Published in Nucleosides, nucleotides & nucleic acids - 01 Aug 2000

Arimondo P, Bailly C, Boutorine A, Asseline U, Sun JS, Garestier T, Hélène C

Link to Pubmed [PMID] – 11097051

Nucleosides Nucleotides Nucleic Acids 2000 Aug;19(8):1205-18

Amsacrine-4-carboxamide-oligonucleotide conjugates were synthesized and studied for their capacity to form DNA triple helices and to alter human topoisomerase II binding and cleavage properties.
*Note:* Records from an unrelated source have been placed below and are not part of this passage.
//! Shared SQLite handle.
//!
//! All mutating operations serialize through the connection mutex, which
//! gives the single-writer discipline the store requires. WAL mode keeps
//! concurrent readers on a consistent snapshot.

use std::path::Path;
use std::sync::{Mutex, MutexGuard};

use rusqlite::Connection;

use super::StoreError;

pub struct Database {
    conn: Mutex<Connection>,
}

impl Database {
    /// Open (or create) a database at the given path.
    pub fn open(path: &Path) -> Result<Self, StoreError> {
        let conn =
            Connection::open(path).map_err(|e| StoreError::Storage(format!("open: {}", e)))?;
        Self::init_with_connection(conn)
    }

    /// Create an in-memory database (for testing).
    pub fn open_in_memory() -> Result<Self, StoreError> {
        let conn = Connection::open_in_memory()
            .map_err(|e| StoreError::Storage(format!("open_in_memory: {}", e)))?;
        Self::init_with_connection(conn)
    }

    fn init_with_connection(conn: Connection) -> Result<Self, StoreError> {
        Self::init_schema(&conn)?;
        Ok(Self {
            conn: Mutex::new(conn),
        })
    }

    fn init_schema(conn: &Connection) -> Result<(), StoreError> {
        conn.execute_batch(
            "
            PRAGMA journal_mode = WAL;
            PRAGMA foreign_keys = ON;

            CREATE TABLE IF NOT EXISTS papers (
                paper_id TEXT PRIMARY KEY,
                title TEXT NOT NULL,
                normalized_title TEXT NOT NULL,
                authors TEXT NOT NULL,
                abstract TEXT,
                url TEXT,
                venue TEXT,
                keywords TEXT NOT NULL DEFAULT '[]',
                published_date TEXT,
                citation_count INTEGER,
                citation_updated INTEGER,
                pdf_path TEXT,
                full_text_available INTEGER NOT NULL DEFAULT 0,
                created INTEGER NOT NULL,
                modified INTEGER NOT NULL
            );

            CREATE TABLE IF NOT EXISTS paper_sources (
                paper_id TEXT NOT NULL REFERENCES papers(paper_id) ON DELETE CASCADE,
                source TEXT NOT NULL,
                source_id TEXT NOT NULL,
                PRIMARY KEY (source, source_id)
            );

            CREATE TABLE IF NOT EXISTS full_text (
                paper_id TEXT PRIMARY KEY REFERENCES papers(paper_id) ON DELETE CASCADE,
                content TEXT NOT NULL,
                token_count INTEGER NOT NULL,
                extractor_version INTEGER NOT NULL,
                indexed_at INTEGER NOT NULL
            );

            CREATE INDEX IF NOT EXISTS idx_papers_normalized_title ON papers(normalized_title);
            CREATE INDEX IF NOT EXISTS idx_papers_citations ON papers(citation_count);
            CREATE INDEX IF NOT EXISTS idx_papers_published ON papers(published_date);
            CREATE INDEX IF NOT EXISTS idx_papers_venue ON papers(venue);
            CREATE INDEX IF NOT EXISTS idx_paper_sources_paper ON paper_sources(paper_id);
            ",
        )
        .map_err(|e| StoreError::Storage(format!("init_schema: {}", e)))?;

        Ok(())
    }

    /// Acquire the connection for a read or a serialized write.
    pub(crate) fn lock(&self) -> Result<MutexGuard<'_, Connection>, StoreError> {
        self.conn
            .lock()
            .map_err(|e| StoreError::Storage(format!("connection lock poisoned: {}", e)))
    }
}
The intercalating agent was attached to the 3′- or the 5′-end of a 24 nt triple helix-forming oligonucleotide via linkers of different lengths. The stability of these DNA triple helices was investigated by gel retardation and melting temperature studies using a synthetic 70 bp DNA duplex target. The effect of the conjugates on DNA cleavage by topoisomerase II was evaluated using the 70 bp duplex and a 311 bp restriction fragment containing the same triple helix site. The conjugate with the amsacrine derivative linked to the 3′ end of the TFO via a hexaethylene glycol linker modulates the extent of DNA cleavage by topoisomerase II at specific sites.